Manchester United's chief executive, David Gill, moved to reassure fans today that the club was still increasing revenues under the ownership of the Glazer family, partly as a result of an aggressive drive to develop overseas sponsorship.
He pointed to £164m in the bank, swollen by last year's £80m sale of Cristiano Ronaldo, and operating profits that topped £100m for the first time as evidence the club could continue to meet its £40m-plus annual interest payments and would not have to sell stars such as Wayne Rooney.
But the Manchester United Supporters' Trust, the group behind last season's "green and gold" protests, said the full-year results were further proof their ticket and TV subscription money was going on servicing debt rather than players or facilities. The trust's chief executive, Duncan Drasdo, said the figures would feed underlying anger among supporters.
The Glazers also owe a further £225m in high-interest PIK loans, which are secured against their shareholding in United and now accrue at 16.25% a year.
The results show that turnover at Old Trafford increased to a record £286.4m thanks to increased broadcasting and commercial income, up 5.1% and 16.5% respectively. But despite that record turnover the club's £40.21m interest bill, a £40.6m charge relating to an interest-rate swap agreement and a series of other one-off charges, some of which were paper rather than cash losses, all contributed to the £83.6m net loss.

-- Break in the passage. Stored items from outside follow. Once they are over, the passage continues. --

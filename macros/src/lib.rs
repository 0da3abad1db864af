//! Proc macros for siteconf.
//!
//! # Config derive macro
//!
//! Generates field path accessors and a commented TOML template for one
//! section of `site.toml`.
//!
//! ```ignore
//! #[derive(Config)]
//! #[config(section = "site")]
//! /// Site identity.
//! pub struct SiteInfoConfig {
//!     /// Site name shown in page headers.
//!     pub name: String,
//!
//!     /// Default language code.
//!     #[config(default = "en", inline_doc)]
//!     pub default_lang: String,
//!
//!     /// Deployment URL, absent during local development.
//!     #[config(default = "https://example.com")]
//!     pub url: Option<String>,
//! }
//!
//! // Generates:
//! // - SiteInfoConfig::FIELDS.name -> FieldPath("site.name")
//! // - SiteInfoConfig::template() -> TOML string with comments
//! // - SiteInfoConfig::template_with_header() -> with [section] header
//! ```
//!
//! # Attributes
//!
//! Struct-level:
//! - `#[config(section = "path")]` - TOML section path
//!
//! Field-level:
//! - `#[config(hidden)]` - Keep in FIELDS, hide from template output
//! - `#[config(default = "x")]` - Value written to the template
//! - `#[config(inline_doc)]` - Render the doc comment after the value
//!
//! # Section inference
//!
//! Without `section` attribute, inferred from struct name:
//! - `MenuConfig` → `menu`
//! - `StaticFilesConfig` → `static_files`

mod config;

use proc_macro::TokenStream;
use syn::{DeriveInput, parse_macro_input};

/// Derive macro that generates FIELDS and template().
#[proc_macro_derive(Config, attributes(config))]
pub fn derive_config(input: TokenStream) -> TokenStream {
    let input = parse_macro_input!(input as DeriveInput);
    config::derive(&input).into()
}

The results are likely to result in a fresh wave of protests from fans who have vociferously argued against the effects of the debt loaded on to the club by the owners. The bond issue, in January, laid bare the Glazers' business plan and made provision for the owners to take dividends and one-off payments calculated at up to £127m from the club in its first year, including a one-off dividend of £70m. Today's results show that, as of 30 June, none of that money had been drawn down.